Eigendecomposition#
What is an Eigenvalue?#
The eigendecomposition is a method for breaking down a square matrix (\(A\)) into its fundamental constituents: its eigenvalues and eigenvectors. This breakdown reveals the core properties of the linear transformation represented by the matrix, particularly how it behaves when applied repeatedly.
For any square matrix \(A\), a non-zero vector \(x\) is called an eigenvector if applying the matrix \(A\) to \(x\) results only in scaling \(x\) by a scalar factor \(\lambda\). This scalar factor \(\lambda\) is known as the eigenvalue.
The relationship is expressed by the key equation:
Eigenvectors represent special directions in the space that are not changed by the transformation, but are only stretched, compressed, or flipped.
Existence of Eigenvalues#
Theorem 3 (Existence of Eigenvalues)
A cornerstone of linear algebra is that every \(n \times n\) matrix with complex entries has at least one eigenvalue and its corresponding eigenvector.
Proof. Using the Characteristic Polynomial
This is the most common proof and relies on the determinant and the Fundamental Theorem of Algebra.
The defining equation for an eigenvalue is \(Ax = \lambda x\), which can be rewritten as:
\[(A - \lambda I)x = 0\]where \(I\) is the identity matrix.
For this equation to have a non-zero solution for \(x\), the matrix \((A - \lambda I)\) must be singular. A square matrix is singular if and only if its determinant is zero.
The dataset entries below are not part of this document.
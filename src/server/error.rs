//! API error type and the terminal error-envelope layer.
//!
//! Handlers return [`ApiError`] for every failure. Its `IntoResponse` impl
//! emits a minimal JSON body and stashes the error parts in the response
//! extensions; the outermost [`error_envelope`] layer rewrites the body into
//! the full envelope with request context:
//!
//! ```text
//! { "error": "...", "code": "...", "timestamp": "...", "path": "...", "method": "..." }
//! ```

use axum::extract::{Request, State};
use axum::http::StatusCode;
use axum::middleware::Next;
use axum::response::{IntoResponse, Response};
use axum::Json;
use serde_json::json;

use crate::olog;
use crate::server::state::SharedState;
use crate::storage::StorageError;

#[derive(Debug)]
pub struct ApiError {
    pub status: StatusCode,
    pub code: &'static str,
    pub message: String,
    pub retry_after: Option<u64>,
}

impl ApiError {
    fn new(status: StatusCode, code: &'static str, message: impl Into<String>) -> Self {
        Self {
            status,
            code,
            message: message.into(),
            retry_after: None,
        }
    }

    pub fn bad_request(message: impl Into<String>) -> Self {
        Self::new(StatusCode::BAD_REQUEST, "BAD_REQUEST", message)
    }

    pub fn validation(message: impl Into<String>) -> Self {
        Self::new(StatusCode::BAD_REQUEST, "VALIDATION_ERROR", message)
    }

    /// 401 with a specific code: MISSING_TOKEN, INVALID_TOKEN, TOKEN_EXPIRED,
    /// USER_NOT_FOUND, ACCOUNT_DISABLED, or plain UNAUTHORIZED.
    pub fn unauthorized(code: &'static str, message: impl Into<String>) -> Self {
        Self::new(StatusCode::UNAUTHORIZED, code, message)
    }

    pub fn not_found(message: impl Into<String>) -> Self {
        Self::new(StatusCode::NOT_FOUND, "NOT_FOUND", message)
    }

    pub fn conflict(message: impl Into<String>) -> Self {
        Self::new(StatusCode::CONFLICT, "CONFLICT", message)
    }

    pub fn too_many_requests(retry_after_secs: u64) -> Self {
        let mut err = Self::new(
            StatusCode::TOO_MANY_REQUESTS,
            "TOO_MANY_REQUESTS",
            "too many requests, slow down",
        );
        err.retry_after = Some(retry_after_secs);
        err
    }

    pub fn bad_gateway(message: impl Into<String>) -> Self {
        Self::new(StatusCode::BAD_GATEWAY, "INTERNAL_ERROR", message)
    }

    pub fn internal(message: impl Into<String>) -> Self {
        Self::new(StatusCode::INTERNAL_SERVER_ERROR, "INTERNAL_ERROR", message)
    }
}

impl std::fmt::Display for ApiError {
    fn fmt(&self, f: &mut std::fmt::Formatter<'_>) -> std::fmt::Result {
        write!(f, "{} {}: {}", self.status.as_u16(), self.code, self.message)
    }
}

impl From<StorageError> for ApiError {
    fn from(e: StorageError) -> Self {
        match e {
            StorageError::NotFound(msg) => ApiError::not_found(msg),
            StorageError::AlreadyExists(msg) => ApiError::conflict(msg),
            other => ApiError::internal(other.to_string()),
        }
    }
}

/// Error context carried through response extensions to [`error_envelope`].
#[derive(Debug, Clone)]
pub struct ErrorParts {
    pub status: StatusCode,
    pub code: &'static str,
    pub message: String,
    pub retry_after: Option<u64>,
}

impl IntoResponse for ApiError {
    fn into_response(self) -> Response {
        let parts = ErrorParts {
            status: self.status,
            code: self.code,
            message: self.message.clone(),
            retry_after: self.retry_after,
        };
        let body = json!({ "error": self.message, "code": self.code });
        let mut response = (self.status, Json(body)).into_response();
        response.extensions_mut().insert(parts);
        response
    }
}

/// Outermost layer. Passes successful responses through untouched; rewrites
/// tagged error responses into the full envelope, logs 500-class failures,
/// and hides their internal message in production mode.
pub async fn error_envelope(
    State(state): State<SharedState>,
    request: Request,
    next: Next,
) -> Response {
    let method = request.method().to_string();
    let path = request.uri().path().to_string();

    let response = next.run(request).await;
    let Some(parts) = response.extensions().get::<ErrorParts>().cloned() else {
        return response;
    };

    let production = {
        let st = state.lock().await;
        st.config.production
    };

    if parts.status.is_server_error() {
        olog!("{method} {path} failed: {} ({})", parts.message, parts.code);
    }

    let mut body = json!({
        "error": parts.message,
        "code": parts.code,
        "timestamp": chrono::Utc::now().to_rfc3339(),
        "path": path,
        "method": method,
    });
    if parts.status.is_server_error() {
        body["error"] = json!("internal server error");
        if !production {
            body["detail"] = json!(parts.message);
        }
    }

    let mut rewritten = (parts.status, Json(body)).into_response();
    if let Some(secs) = parts.retry_after {
        if let Ok(value) = secs.to_string().parse() {
            rewritten.headers_mut().insert("retry-after", value);
        }
    }
    rewritten
}
//! Route table and middleware layering.
//!
//! Three tiers: `/health` is open and unthrottled; open `/api` routes are
//! rate limited; protected `/api` routes additionally pass the bearer-token
//! guard. Routes where GET and POST differ in access (users, tasks,
//! community posts) authenticate in-handler instead.

use axum::middleware::from_fn_with_state;
use axum::routing::{get, post};
use axum::Router;

use crate::server::auth::require_auth;
use crate::server::error::error_envelope;
use crate::server::handlers;
use crate::server::rate_limit::rate_limit_middleware;
use crate::server::state::SharedState;

pub fn build_router(state: SharedState) -> Router {
    let protected = Router::new()
        .route("/api/auth/me", get(handlers::auth::me_handler))
        .route("/api/tasks/daily", get(handlers::tasks::daily_tasks_handler))
        .route(
            "/api/tasks/complete",
            post(handlers::tasks::complete_task_handler),
        )
        .route(
            "/api/mood/checkin",
            get(handlers::mood::get_checkin_handler).post(handlers::mood::post_checkin_handler),
        )
        .route("/api/user/stats", get(handlers::stats::user_stats_handler))
        .route(
            "/api/recovery/start",
            post(handlers::recovery::start_recovery_handler),
        )
        .route(
            "/api/recovery/active",
            get(handlers::recovery::active_sessions_handler),
        )
        .route(
            "/api/recovery/relapse",
            post(handlers::recovery::relapse_handler),
        )
        .route(
            "/api/achievements",
            get(handlers::achievements::achievements_handler),
        )
        .route(
            "/api/notifications",
            get(handlers::notifications::list_handler),
        )
        .route(
            "/api/notifications/register",
            post(handlers::notifications::register_token_handler),
        )
        .route(
            "/api/notifications/send",
            post(handlers::notifications::send_handler),
        )
        .route("/api/ai/chat", post(handlers::ai::chat_handler))
        .route_layer(from_fn_with_state(state.clone(), require_auth));

    let api = Router::new()
        .route("/api/auth/register", post(handlers::auth::register_handler))
        .route("/api/auth/login", post(handlers::auth::login_handler))
        .route("/api/auth/refresh", post(handlers::auth::refresh_handler))
        .route(
            "/api/users",
            get(handlers::users::list_users_handler).post(handlers::users::create_user_handler),
        )
        .route(
            "/api/tasks",
            get(handlers::tasks::list_tasks_handler).post(handlers::tasks::create_task_handler),
        )
        .route(
            "/api/community/posts",
            get(handlers::community::list_posts_handler)
                .post(handlers::community::create_post_handler),
        )
        .merge(protected)
        .layer(from_fn_with_state(state.clone(), rate_limit_middleware));

    Router::new()
        .route("/health", get(handlers::health::health_handler))
        .merge(api)
        .layer(from_fn_with_state(state.clone(), error_envelope))
        .with_state(state)
}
\[\det(A - \lambda I) = 0\]The expression \(p(\lambda) = \det(A - \lambda I)\) is a polynomial in the variable \(\lambda\). If \(A\) is an \(n \times n\) matrix, this characteristic polynomial has degree \(n\). For example, if \(A = \begin{pmatrix} a & b \\ c & d \end{pmatrix}\), then:
\[\begin{split} \det(A - \lambda I) = \det\begin{pmatrix} a-\lambda & b \\ c & d-\lambda \end{pmatrix} = (a-\lambda)(d-\lambda) - bc = \lambda^2 - (a+d)\lambda + (ad-bc) \end{split}\]The Fundamental Theorem of Algebra states that any non-constant polynomial with complex coefficients has at least one root in the complex numbers.
Since the characteristic polynomial \(p(\lambda)\) is a polynomial of degree \(n \ge 1\), it must have at least one complex root. Any such root \(\lambda_0\) satisfies \(\det(A - \lambda_0 I) = 0\), which by definition makes \(\lambda_0\) an eigenvalue of \(A\).
Proof. Using Linear Dependence
This algebraic proof avoids the use of determinants.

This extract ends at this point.